Mr Relph's comments in a TVHA board report follow warnings that severe cost-cutting would be needed to reduce a forecast £82m deficit in Oxfordshire.

He said: "The funding available in Thames Valley means that tough choices will need to continue to be made. What might be considered core services elsewhere will have to be critically examined to see if they are affordable."

He said that the National Funding Formula, which uses population, deprivation and health figures to calculate NHS finances across England and Wales, would leave Thames Valley with the lowest amount of cash per head for 2007-8.

While people in Oxfordshire, Berkshire and Buckinghamshire would receive £1,125 each, the English average would be £1,388 per head, while the highest funded health authority would receive £1,641 per head more than £1bn extra.

As a result, Oxfordshire alone was spending 21 per cent too much on all hospital care, 14 per cent more than it should on drugs and 11 per cent over budget for community services, like GPs, dentistry and district nurses.

Mr Relph said: "This is because the calculation of fair shares funding nationally assumes that Thames Valley has a low level of health need.

"There can be little argument that in an affluent area with practically full employment more deprived communities elsewhere in the country should receive a higher level of funding. However, the scale of the distribution is very significant."

He added: "Whilst the principle behind distribution towards greater need is valid, the distributive impact of the formula is so significant that it must now be asked whether the impact is too great and leaves some parts of the country with such a low funding level that the range of care provided has to be constrained."
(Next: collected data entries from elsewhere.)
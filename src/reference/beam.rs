//! Line-element stiffness model of an extruded prism.
//!
//! The prism is idealised as a chain of 3D Euler-Bernoulli beam elements laid
//! along its centroidal axis, one element per sweep division. Each node carries
//! six degrees of freedom ordered `[ux, uy, uz, rx, ry, rz]` in part
//! coordinates. The system is solved with the direct stiffness method,
//! <https://en.wikipedia.org/wiki/Direct_stiffness_method>.

use std::collections::BTreeMap;

use nalgebra::{DMatrix, DVector, SMatrix, Vector3};
use thiserror::Error;

use crate::geometry::{Point, Point2, Profile};
use crate::materials::Elastic;

/// Degrees of freedom per node.
pub const DOF_PER_NODE: usize = 6;

/// Smallest accepted ratio between the extreme pivots of the reduced system.
const PIVOT_RATIO: f64 = 1.0e-13;

/// Error raised when a beam model cannot be solved.
#[derive(Clone, Debug, Error, PartialEq)]
pub enum BeamError {
    /// Returned when no degree of freedom is constrained.
    #[error("instance `{instance}` has no boundary condition and is unrestrained")]
    Unrestrained {
        /// Instance being solved.
        instance: String,
    },
    /// Returned when the constraints leave a rigid-body mode.
    #[error("stiffness of instance `{instance}` is singular; constraints leave a rigid-body mode")]
    Singular {
        /// Instance being solved.
        instance: String,
    },
}

/// Cross-section constants of a profile.
#[derive(Clone, Copy, Debug, PartialEq)]
pub struct SectionProperties {
    /// Area.
    pub area: f64,
    /// Centroid in sketch coordinates.
    pub centroid: Point2,
    /// Second moment about the centroidal X axis.
    pub ixx: f64,
    /// Second moment about the centroidal Y axis.
    pub iyy: f64,
    /// Torsion constant, approximated by the polar moment.
    pub torsion: f64,
}

impl SectionProperties {
    /// Constants of `profile`. The product of area is neglected.
    #[must_use]
    pub fn of(profile: &Profile) -> Self {
        let moments = profile.second_moments();
        Self {
            area: profile.area(),
            centroid: profile.centroid(),
            ixx: moments.ixx,
            iyy: moments.iyy,
            torsion: moments.ixx + moments.iyy,
        }
    }
}

/// Beam idealisation of one instance.
#[derive(Clone, Debug)]
pub struct BeamModel {
    /// Instance the model stands for.
    instance: String,
    /// Cross-section constants.
    section: SectionProperties,
    /// Elastic constants.
    elastic: Elastic,
    /// Length along Z.
    depth: f64,
    /// Number of elements.
    elements: usize,
    /// Global nodal load vector.
    load: DVector<f64>,
    /// Prescribed value per constrained degree of freedom.
    prescribed: BTreeMap<usize, f64>,
}

impl BeamModel {
    /// Unloaded, unconstrained model with `elements` equal elements.
    #[must_use]
    pub fn new(
        instance: impl Into<String>,
        profile: &Profile,
        depth: f64,
        elastic: Elastic,
        elements: usize,
    ) -> Self {
        let elements = elements.max(1);
        Self {
            instance: instance.into(),
            section: SectionProperties::of(profile),
            elastic,
            depth,
            elements,
            load: DVector::zeros((elements + 1) * DOF_PER_NODE),
            prescribed: BTreeMap::new(),
        }
    }

    /// Cross-section constants.
    #[must_use]
    pub fn section(&self) -> &SectionProperties {
        &self.section
    }

    /// Number of nodes.
    #[must_use]
    pub fn node_count(&self) -> usize {
        self.elements + 1
    }

    /// Index of the last node.
    #[must_use]
    pub fn last_node(&self) -> usize {
        self.elements
    }

    /// Length of each element.
    #[must_use]
    pub fn element_length(&self) -> f64 {
        self.depth / self.elements as f64
    }

    /// Position of `node` in part coordinates.
    #[must_use]
    pub fn node_position(&self, node: usize) -> Point {
        Point::new(
            self.section.centroid.x,
            self.section.centroid.y,
            node as f64 * self.element_length(),
        )
    }

    /// Node closest to height `z`.
    #[must_use]
    pub fn nearest_node(&self, z: f64) -> usize {
        let index = (z / self.element_length()).round();
        (index.max(0.0) as usize).min(self.last_node())
    }

    /// Add a force and moment at `node`.
    pub fn apply_nodal_load(&mut self, node: usize, force: Vector3<f64>, moment: Vector3<f64>) {
        let base = node * DOF_PER_NODE;
        for axis in 0..3 {
            self.load[base + axis] += force[axis];
            self.load[base + 3 + axis] += moment[axis];
        }
    }

    /// Add a uniform load per unit length along the whole axis: `force` acts
    /// in X, Y and Z, `torque` about Z.
    pub fn apply_line_load(&mut self, force: Vector3<f64>, torque: f64) {
        let l = self.element_length();
        for element in 0..self.elements {
            let a = element * DOF_PER_NODE;
            let b = a + DOF_PER_NODE;
            for (node, sign) in [(a, 1.0), (b, -1.0)] {
                self.load[node] += force.x * l / 2.0;
                self.load[node + 1] += force.y * l / 2.0;
                self.load[node + 2] += force.z * l / 2.0;
                // Fixed-end moments; rx opposes the y-z bending slope.
                self.load[node + 3] -= sign * force.y * l * l / 12.0;
                self.load[node + 4] += sign * force.x * l * l / 12.0;
                self.load[node + 5] += torque * l / 2.0;
            }
        }
    }

    /// Prescribe components at `node`; `None` leaves a component free.
    pub fn constrain(&mut self, node: usize, components: [Option<f64>; DOF_PER_NODE]) {
        let base = node * DOF_PER_NODE;
        for (offset, value) in components.into_iter().enumerate() {
            if let Some(value) = value {
                self.prescribed.insert(base + offset, value);
            }
        }
    }

    /// Prescribe components at every node.
    pub fn constrain_all(&mut self, components: [Option<f64>; DOF_PER_NODE]) {
        for node in 0..self.node_count() {
            self.constrain(node, components);
        }
    }

    /// Stiffness of one element in part coordinates.
    fn element_stiffness(&self) -> SMatrix<f64, 12, 12> {
        let l = self.element_length();
        let e = self.elastic.youngs_modulus;
        let g = self.elastic.shear_modulus();
        let mut k = SMatrix::<f64, 12, 12>::zeros();

        let axial = e * self.section.area / l;
        let torsion = g * self.section.torsion / l;
        for (dofs, stiffness) in [([2, 8], axial), ([5, 11], torsion)] {
            for (i, &row) in dofs.iter().enumerate() {
                for (j, &col) in dofs.iter().enumerate() {
                    k[(row, col)] += if i == j { stiffness } else { -stiffness };
                }
            }
        }

        let hermite = |inertia: f64| {
            let c = e * inertia / l.powi(3);
            c * SMatrix::<f64, 4, 4>::from_row_slice(&[
                12.0,
                6.0 * l,
                -12.0,
                6.0 * l,
                6.0 * l,
                4.0 * l * l,
                -6.0 * l,
                2.0 * l * l,
                -12.0,
                -6.0 * l,
                12.0,
                -6.0 * l,
                6.0 * l,
                2.0 * l * l,
                -6.0 * l,
                4.0 * l * l,
            ])
        };
        // Bending in x-z uses ry as the slope; bending in y-z uses -rx.
        let planes = [
            ([0, 4, 6, 10], [1.0, 1.0, 1.0, 1.0], hermite(self.section.iyy)),
            ([1, 3, 7, 9], [1.0, -1.0, 1.0, -1.0], hermite(self.section.ixx)),
        ];
        for (dofs, signs, local) in planes {
            for i in 0..4 {
                for j in 0..4 {
                    k[(dofs[i], dofs[j])] += signs[i] * signs[j] * local[(i, j)];
                }
            }
        }
        k
    }

    /// Assemble the global stiffness matrix.
    fn stiffness_matrix(&self) -> DMatrix<f64> {
        let dof = self.node_count() * DOF_PER_NODE;
        let mut matrix = DMatrix::zeros(dof, dof);
        let local = self.element_stiffness();
        for element in 0..self.elements {
            let base = element * DOF_PER_NODE;
            for row in 0..12 {
                for col in 0..12 {
                    matrix[(base + row, base + col)] += local[(row, col)];
                }
            }
        }
        matrix
    }

    /// Solve for nodal displacements and reactions.
    ///
    /// # Errors
    ///
    /// Returns [`BeamError::Unrestrained`] when nothing is constrained and
    /// [`BeamError::Singular`] when the constraints leave a mechanism.
    pub fn solve(&self) -> Result<BeamSolution, BeamError> {
        if self.prescribed.is_empty() {
            return Err(BeamError::Unrestrained {
                instance: self.instance.clone(),
            });
        }
        let stiffness = self.stiffness_matrix();
        let dof = stiffness.nrows();

        let mut displacements = DVector::zeros(dof);
        for (&index, &value) in &self.prescribed {
            displacements[index] = value;
        }
        let free: Vec<usize> = (0..dof)
            .filter(|index| !self.prescribed.contains_key(index))
            .collect();

        if !free.is_empty() {
            let mut k_ff = DMatrix::zeros(free.len(), free.len());
            let mut f_f = DVector::zeros(free.len());
            for (row_idx, &row) in free.iter().enumerate() {
                let coupling: f64 = self
                    .prescribed
                    .iter()
                    .map(|(&col, &value)| stiffness[(row, col)] * value)
                    .sum();
                f_f[row_idx] = self.load[row] - coupling;
                for (col_idx, &col) in free.iter().enumerate() {
                    k_ff[(row_idx, col_idx)] = stiffness[(row, col)];
                }
            }

            let lu = k_ff.lu();
            let pivots = lu.u().diagonal().map(f64::abs);
            if pivots.min() <= pivots.max() * PIVOT_RATIO {
                return Err(self.singular());
            }
            let solution = lu.solve(&f_f).ok_or_else(|| self.singular())?;
            for (idx, &index) in free.iter().enumerate() {
                displacements[index] = solution[idx];
            }
        }

        let reactions = &stiffness * &displacements - &self.load;
        let mut constrained = vec![false; dof];
        for &index in self.prescribed.keys() {
            constrained[index] = true;
        }
        Ok(BeamSolution {
            displacements,
            reactions,
            constrained,
        })
    }

    fn singular(&self) -> BeamError {
        BeamError::Singular {
            instance: self.instance.clone(),
        }
    }
}

/// Solved nodal state of a [`BeamModel`].
#[derive(Clone, Debug, PartialEq)]
pub struct BeamSolution {
    /// Displacement per degree of freedom.
    displacements: DVector<f64>,
    /// Reaction per degree of freedom; zero where unconstrained.
    reactions: DVector<f64>,
    /// Whether each degree of freedom is constrained.
    constrained: Vec<bool>,
}

impl BeamSolution {
    /// Translation of `node` in part coordinates.
    #[must_use]
    pub fn translation(&self, node: usize) -> Vector3<f64> {
        let base = node * DOF_PER_NODE;
        Vector3::new(
            self.displacements[base],
            self.displacements[base + 1],
            self.displacements[base + 2],
        )
    }

    /// Reaction force at `node`, if any of its degrees of freedom is constrained.
    #[must_use]
    pub fn reaction(&self, node: usize) -> Option<Vector3<f64>> {
        let base = node * DOF_PER_NODE;
        self.constrained[base..base + DOF_PER_NODE]
            .iter()
            .any(|&fixed| fixed)
            .then(|| {
                let pick = |offset: usize| {
                    if self.constrained[base + offset] {
                        self.reactions[base + offset]
                    } else {
                        0.0
                    }
                };
                Vector3::new(pick(0), pick(1), pick(2))
            })
    }
}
Mr Relph also stood up for managers who have been blamed for the cash crisis by Health Secretary Patricia Hewitt.

And he warned that heavy use of Private Finance Initiatives to fund new buildings meant "flexibility for the local NHS is reduced" as money is set aside to cover costs.

Meanwhile, it has emerged that one in ten patients fail to turn up to appointments at Oxfordshire's hospitals costing the NHS hundreds of thousands of pounds every year.

A survey of NHS trusts has revealed that 48,000 people did not attend out-patient consultations at the John Radcliffe Hospital, Radcliffe Infirmary, and Churchill Hospitals, Oxford, and The Horton, Banbury, during 2005-6.

The hospitals, overseen by the Oxford Radcliffe Hospitals NHS Trust, organise about 514,000 appointments every year.

Another 15,000 no-shows were recorded by Oxfordshire Ambulance Trust's patient transport service, making up seven per cent of the 214,000 patients its staff take to and from hospital appointments every year.

But both trusts denied the survey's estimates that the last-minute cancellations cost £6.3m.